L’Arsenic, centre d’art scénique contemporain, est l’un des phares culturels de la ville de Lausanne. Le bâtiment se cache derrière l’ERACOM dans le quartier de Sévelin-Sébeillon et est voisin de Sévelin 36 et des Docks. On sent dès ses abords qu’il est un savant mélange de vie, d’accueil, de bouillonnement créatif et de spectacle. Ce jour là, une des 5 salles de répétition est réservée pour un petit groupe d’ambassadeurs – plus d’infos par ici – qui ont rendez-vous avec Sandrine Kuster, directrice des lieux. Celle qui tirera sa révérence à la fin de la saison explique comment elle a monté cette dernière programmation et par extension, toutes celles qui l’ont précédées.

Pour résumer les choses à l’extrême, nous pourrions affirmer qu’une programmation est le résultat d’une rencontre entre une mission et une vision. La mission est liée à l’histoire du lieu et se pérennise au fil des ans. La vision est en revanche plus propre à son directeur et se distille à la fois au travers d’accompagnements, de créations ou d’accueil de spectacles et dans sa politique culturelle globale. Examiner ces deux axes permet de lire les saisons foisonnantes de l’Arsenic et de s’y repérer. Au fil de cet article, je vous propose une petite sélection en images qui vous donnera, je l’espère, l’eau à la bouche.

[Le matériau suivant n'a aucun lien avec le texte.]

//! The keys to durable sweep cursors

use crate::utils::Shared;

/// The keys to the reapers durable cursors
#[derive(Debug)]
pub struct CursorKeys;

impl CursorKeys {
    /// Builds the key to the stuck upload sweeps scan cursor
    ///
    /// # Arguments
    ///
    /// * `shared` - Shared clipforge objects
    pub fn uploading_sweep(shared: &Shared) -> String {
        format!("{}:cursors:uploading_sweep", shared.config.clipforge.namespace)
    }
}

Parce qu'il n'y a pas d'âge pour être des ––– ! – graphisme Atelier Poisson
Parce qu’il n’y a pas d’âge pour être des ––– ! – graphisme Atelier Poisson

Un peu d’histoire

Afin de comprendre la mission du lieu et ses origines, il convient de jeter un regard rétrospectif sur la scène culturelle lausannoise et de suivre les traces du théâtre indépendant et régional. Chaussons nos lunettes et nos barbes d’académiciens pour une courte leçon d’histoire.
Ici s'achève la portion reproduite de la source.